◆ HOW TO COMPLETE THIS TASK ◆
Give the lines of the material verbatim, from the first line to the line with "pub const CONFIGURATION: &str", including both.

◆ RECORDS TO PROCESS ◆
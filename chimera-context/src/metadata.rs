//! 类元数据模型
//!
//! 配置解析只依赖元数据，不加载任何类型。元数据有两种来源：
//! - `Introspected`：运行时自省得到，方法顺序不可靠
//! - `Parsed`：从描述文件按声明顺序解析，方法顺序即声明顺序

use std::collections::BTreeMap;

use chimera_core::order::LOWEST_PRECEDENCE;
use serde::Deserialize;

/// 框架识别的注解名
pub mod annotations {
    pub const CONFIGURATION: &str = "Configuration";
    pub const COMPONENT: &str = "Component";
    pub const COMPONENT_SCAN: &str = "ComponentScan";
    pub const IMPORT: &str = "Import";
    pub const IMPORT_RESOURCE: &str = "ImportResource";
    pub const PROPERTY_SOURCE: &str = "PropertySource";
    pub const BEAN: &str = "Bean";
    pub const CONDITIONAL: &str = "Conditional";
    pub const PROFILE: &str = "Profile";
    pub const ORDER: &str = "Order";

    /// 框架自身的注解，不会声明导入
    pub fn is_framework_annotation(type_name: &str) -> bool {
        [
            CONFIGURATION,
            COMPONENT,
            COMPONENT_SCAN,
            IMPORT,
            IMPORT_RESOURCE,
            PROPERTY_SOURCE,
            BEAN,
            CONDITIONAL,
            PROFILE,
            ORDER,
        ]
        .contains(&type_name)
    }
}

use annotations::*;

/// 元数据来源
#[derive(Debug, Clone, Copy, PartialEq, Eq, Default)]
pub enum MetadataOrigin {
    Introspected,
    #[default]
    Parsed,
}

/// 注解属性值
#[derive(Debug, Clone, PartialEq, Deserialize)]
#[serde(untagged)]
pub enum AttributeValue {
    Bool(bool),
    Integer(i64),
    String(String),
    Strings(Vec<String>),
}

impl AttributeValue {
    pub fn as_str(&self) -> Option<&str> {
        match self {
            AttributeValue::String(s) => Some(s),
            _ => None,
        }
    }

    pub fn as_bool(&self) -> Option<bool> {
        match self {
            AttributeValue::Bool(b) => Some(*b),
            _ => None,
        }
    }

    pub fn as_i64(&self) -> Option<i64> {
        match self {
            AttributeValue::Integer(i) => Some(*i),
            _ => None,
        }
    }

    /// 单个字符串视为只有一个元素的数组
    pub fn strings(&self) -> Vec<String> {
        match self {
            AttributeValue::String(s) => vec![s.clone()],
            AttributeValue::Strings(items) => items.clone(),
            _ => Vec::new(),
        }
    }
}

impl From<&str> for AttributeValue {
    fn from(value: &str) -> Self {
        AttributeValue::String(value.to_string())
    }
}

impl From<bool> for AttributeValue {
    fn from(value: bool) -> Self {
        AttributeValue::Bool(value)
    }
}

impl From<i64> for AttributeValue {
    fn from(value: i64) -> Self {
        AttributeValue::Integer(value)
    }
}

impl From<Vec<&str>> for AttributeValue {
    fn from(value: Vec<&str>) -> Self {
        AttributeValue::Strings(value.into_iter().map(String::from).collect())
    }
}

/// 一个注解实例
#[derive(Debug, Clone, PartialEq, Deserialize)]
pub struct AnnotationDescriptor {
    #[serde(rename = "type")]
    type_name: String,
    #[serde(flatten)]
    attributes: BTreeMap<String, AttributeValue>,
}

impl AnnotationDescriptor {
    pub fn new(type_name: impl Into<String>) -> Self {
        Self {
            type_name: type_name.into(),
            attributes: BTreeMap::new(),
        }
    }

    pub fn attr(mut self, name: impl Into<String>, value: impl Into<AttributeValue>) -> Self {
        self.attributes.insert(name.into(), value.into());
        self
    }

    pub fn type_name(&self) -> &str {
        &self.type_name
    }

    pub fn attribute(&self, name: &str) -> Option<&AttributeValue> {
        self.attributes.get(name)
    }

    pub fn string(&self, name: &str) -> Option<&str> {
        self.attribute(name).and_then(AttributeValue::as_str)
    }

    pub fn strings(&self, name: &str) -> Vec<String> {
        self.attribute(name).map(AttributeValue::strings).unwrap_or_default()
    }

    pub fn bool_or(&self, name: &str, default: bool) -> bool {
        self.attribute(name)
            .and_then(AttributeValue::as_bool)
            .unwrap_or(default)
    }
}

/// 带注解的元素：类或方法
pub trait AnnotatedMetadata {
    fn annotations(&self) -> &[AnnotationDescriptor];

    fn is_annotated(&self, type_name: &str) -> bool {
        self.annotations().iter().any(|a| a.type_name == type_name)
    }

    fn annotation(&self, type_name: &str) -> Option<&AnnotationDescriptor> {
        self.annotations().iter().find(|a| a.type_name == type_name)
    }

    /// 可重复注解的所有实例
    fn annotations_of<'a>(&'a self, type_name: &'a str) -> Box<dyn Iterator<Item = &'a AnnotationDescriptor> + 'a> {
        Box::new(
            self.annotations()
                .iter()
                .filter(move |a| a.type_name == type_name),
        )
    }
}

/// 方法元数据
#[derive(Debug, Clone, PartialEq, Deserialize)]
#[serde(rename_all = "kebab-case")]
pub struct MethodMetadata {
    name: String,
    #[serde(default, rename = "annotation")]
    annotations: Vec<AnnotationDescriptor>,
    #[serde(default, rename = "abstract")]
    is_abstract: bool,
    #[serde(default, rename = "static")]
    is_static: bool,
    #[serde(default, rename = "final")]
    is_final: bool,
    #[serde(default, rename = "private")]
    is_private: bool,
}

impl MethodMetadata {
    pub fn new(name: impl Into<String>) -> Self {
        Self {
            name: name.into(),
            annotations: Vec::new(),
            is_abstract: false,
            is_static: false,
            is_final: false,
            is_private: false,
        }
    }

    pub fn annotated(mut self, annotation: AnnotationDescriptor) -> Self {
        self.annotations.push(annotation);
        self
    }

    /// `Bean` 方法的简写
    pub fn bean(name: impl Into<String>) -> Self {
        Self::new(name).annotated(AnnotationDescriptor::new(BEAN))
    }

    pub fn abstract_method(mut self) -> Self {
        self.is_abstract = true;
        self
    }

    pub fn static_method(mut self) -> Self {
        self.is_static = true;
        self
    }

    pub fn final_method(mut self) -> Self {
        self.is_final = true;
        self
    }

    pub fn private_method(mut self) -> Self {
        self.is_private = true;
        self
    }

    pub fn name(&self) -> &str {
        &self.name
    }

    pub fn is_abstract(&self) -> bool {
        self.is_abstract
    }

    pub fn is_static(&self) -> bool {
        self.is_static
    }

    /// 能否被代理子类覆盖
    pub fn is_overridable(&self) -> bool {
        !self.is_final && !self.is_private
    }
}

impl AnnotatedMetadata for MethodMetadata {
    fn annotations(&self) -> &[AnnotationDescriptor] {
        &self.annotations
    }
}

/// 类元数据
#[derive(Debug, Clone, PartialEq, Deserialize)]
#[serde(rename_all = "kebab-case")]
pub struct ClassMetadata {
    #[serde(rename = "name")]
    class_name: String,
    #[serde(skip)]
    origin: MetadataOrigin,
    #[serde(default, rename = "interface")]
    is_interface: bool,
    #[serde(default, rename = "abstract")]
    is_abstract: bool,
    #[serde(default, rename = "final")]
    is_final: bool,
    #[serde(default, rename = "annotation-type")]
    is_annotation: bool,
    #[serde(default)]
    super_class: Option<String>,
    #[serde(default)]
    interfaces: Vec<String>,
    #[serde(default)]
    member_classes: Vec<String>,
    #[serde(default, rename = "annotation")]
    annotations: Vec<AnnotationDescriptor>,
    #[serde(default, rename = "method")]
    methods: Vec<MethodMetadata>,
}

impl ClassMetadata {
    pub fn new(class_name: impl Into<String>) -> Self {
        Self {
            class_name: class_name.into(),
            origin: MetadataOrigin::Parsed,
            is_interface: false,
            is_abstract: false,
            is_final: false,
            is_annotation: false,
            super_class: None,
            interfaces: Vec::new(),
            member_classes: Vec::new(),
            annotations: Vec::new(),
            methods: Vec::new(),
        }
    }

    /// `Configuration` 类的简写
    pub fn configuration(class_name: impl Into<String>) -> Self {
        Self::new(class_name).annotated(AnnotationDescriptor::new(CONFIGURATION))
    }

    pub fn introspected(mut self) -> Self {
        self.origin = MetadataOrigin::Introspected;
        self
    }

    pub fn annotated(mut self, annotation: AnnotationDescriptor) -> Self {
        self.annotations.push(annotation);
        self
    }

    /// 添加 `Import` 注解
    pub fn imports(self, class_names: Vec<&str>) -> Self {
        self.annotated(AnnotationDescriptor::new(IMPORT).attr("value", class_names))
    }

    pub fn extends(mut self, super_class: impl Into<String>) -> Self {
        self.super_class = Some(super_class.into());
        self
    }

    pub fn implements(mut self, interface: impl Into<String>) -> Self {
        self.interfaces.push(interface.into());
        self
    }

    pub fn member(mut self, class_name: impl Into<String>) -> Self {
        self.member_classes.push(class_name.into());
        self
    }

    pub fn method(mut self, method: MethodMetadata) -> Self {
        self.methods.push(method);
        self
    }

    pub fn interface(mut self) -> Self {
        self.is_interface = true;
        self
    }

    pub fn abstract_class(mut self) -> Self {
        self.is_abstract = true;
        self
    }

    pub fn final_class(mut self) -> Self {
        self.is_final = true;
        self
    }

    pub fn annotation_type(mut self) -> Self {
        self.is_annotation = true;
        self
    }

    pub(crate) fn set_origin(&mut self, origin: MetadataOrigin) {
        self.origin = origin;
    }

    pub fn class_name(&self) -> &str {
        &self.class_name
    }

    pub fn origin(&self) -> MetadataOrigin {
        self.origin
    }

    pub fn is_interface(&self) -> bool {
        self.is_interface
    }

    pub fn is_abstract(&self) -> bool {
        self.is_abstract
    }

    pub fn is_final(&self) -> bool {
        self.is_final
    }

    pub fn is_annotation(&self) -> bool {
        self.is_annotation
    }

    /// 可以独立实例化：非接口且非抽象
    pub fn is_concrete(&self) -> bool {
        !self.is_interface && !self.is_abstract
    }

    pub fn super_class(&self) -> Option<&str> {
        self.super_class.as_deref()
    }

    pub fn interfaces(&self) -> &[String] {
        &self.interfaces
    }

    pub fn member_classes(&self) -> &[String] {
        &self.member_classes
    }

    pub fn methods(&self) -> &[MethodMetadata] {
        &self.methods
    }

    pub fn annotated_methods(&self, type_name: &str) -> Vec<&MethodMetadata> {
        self.methods
            .iter()
            .filter(|m| m.is_annotated(type_name))
            .collect()
    }

    pub fn has_annotated_methods(&self, type_name: &str) -> bool {
        self.methods.iter().any(|m| m.is_annotated(type_name))
    }

    /// `Order` 注解的值，未声明时为最低优先级
    pub fn order(&self) -> i32 {
        self.annotation(ORDER)
            .and_then(|a| a.attribute("value"))
            .and_then(AttributeValue::as_i64)
            .and_then(|v| i32::try_from(v).ok())
            .unwrap_or(LOWEST_PRECEDENCE)
    }

    /// `Component` 或 `Configuration`
    pub fn is_component(&self) -> bool {
        self.is_annotated(COMPONENT) || self.is_annotated(CONFIGURATION)
    }

    /// `Configuration` 且未关闭 Bean 方法代理
    pub fn is_full_configuration(&self) -> bool {
        self.annotation(CONFIGURATION)
            .map(|a| a.bool_or("proxyBeanMethods", true))
            .unwrap_or(false)
    }

    /// 是否需要作为配置类处理
    pub fn is_configuration_candidate(&self) -> bool {
        if self.is_interface || self.is_annotation {
            return false;
        }
        [CONFIGURATION, COMPONENT, COMPONENT_SCAN, IMPORT, IMPORT_RESOURCE]
            .iter()
            .any(|a| self.is_annotated(a))
            || self.has_annotated_methods(BEAN)
    }
}

impl AnnotatedMetadata for ClassMetadata {
    fn annotations(&self) -> &[AnnotationDescriptor] {
        &self.annotations
    }
}

#[cfg(test)]
mod tests {
    use super::*;

    #[test]
    fn test_configuration_candidate() {
        assert!(ClassMetadata::configuration("app.AppConfig").is_configuration_candidate());
        assert!(ClassMetadata::new("app.Beans")
            .method(MethodMetadata::bean("dataSource"))
            .is_configuration_candidate());
        assert!(!ClassMetadata::new("app.Plain").is_configuration_candidate());
        assert!(!ClassMetadata::configuration("app.Api").interface().is_configuration_candidate());
    }

    #[test]
    fn test_full_configuration() {
        assert!(ClassMetadata::configuration("app.AppConfig").is_full_configuration());
        let lite = ClassMetadata::new("app.LiteConfig")
            .annotated(AnnotationDescriptor::new(CONFIGURATION).attr("proxyBeanMethods", false));
        assert!(!lite.is_full_configuration());
        assert!(!ClassMetadata::new("app.Component")
            .annotated(AnnotationDescriptor::new(COMPONENT))
            .is_full_configuration());
    }

    #[test]
    fn test_order_and_attributes() {
        let class = ClassMetadata::configuration("app.AppConfig")
            .annotated(AnnotationDescriptor::new(ORDER).attr("value", 5i64))
            .imports(vec!["app.A", "app.B"]);
        assert_eq!(class.order(), 5);
        assert_eq!(ClassMetadata::new("app.X").order(), LOWEST_PRECEDENCE);
        assert_eq!(class.annotation(IMPORT).unwrap().strings("value"), vec!["app.A", "app.B"]);
        assert_eq!(AttributeValue::from("one").strings(), vec!["one"]);
    }

    #[test]
    fn test_annotations_of_repeatable() {
        let class = ClassMetadata::new("app.Config")
            .annotated(AnnotationDescriptor::new(PROPERTY_SOURCE).attr("value", "a.toml"))
            .annotated(AnnotationDescriptor::new(PROPERTY_SOURCE).attr("value", "b.toml"));
        let locations: Vec<_> = class
            .annotations_of(PROPERTY_SOURCE)
            .filter_map(|a| a.string("value"))
            .collect();
        assert_eq!(locations, vec!["a.toml", "b.toml"]);
    }

    #[test]
    fn test_method_modifiers() {
        assert!(MethodMetadata::bean("a").is_overridable());
        assert!(!MethodMetadata::bean("a").final_method().is_overridable());
        assert!(!MethodMetadata::bean("a").private_method().is_overridable());
    }
}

◆ ANSWER AREA ◆
filename chimera-context/src/metadata.rs
//! 类元数据模型
//!
//! 配置解析只依赖元数据，不加载任何类型。元数据有两种来源：
//! - `Introspected`：运行时自省得到，方法顺序不可靠
//! - `Parsed`：从描述文件按声明顺序解析，方法顺序即声明顺序

use std::collections::BTreeMap;

use chimera_core::order::LOWEST_PRECEDENCE;
use serde::Deserialize;

/// 框架识别的注解名
pub mod annotations {
    pub const CONFIGURATION: &str = "Configuration";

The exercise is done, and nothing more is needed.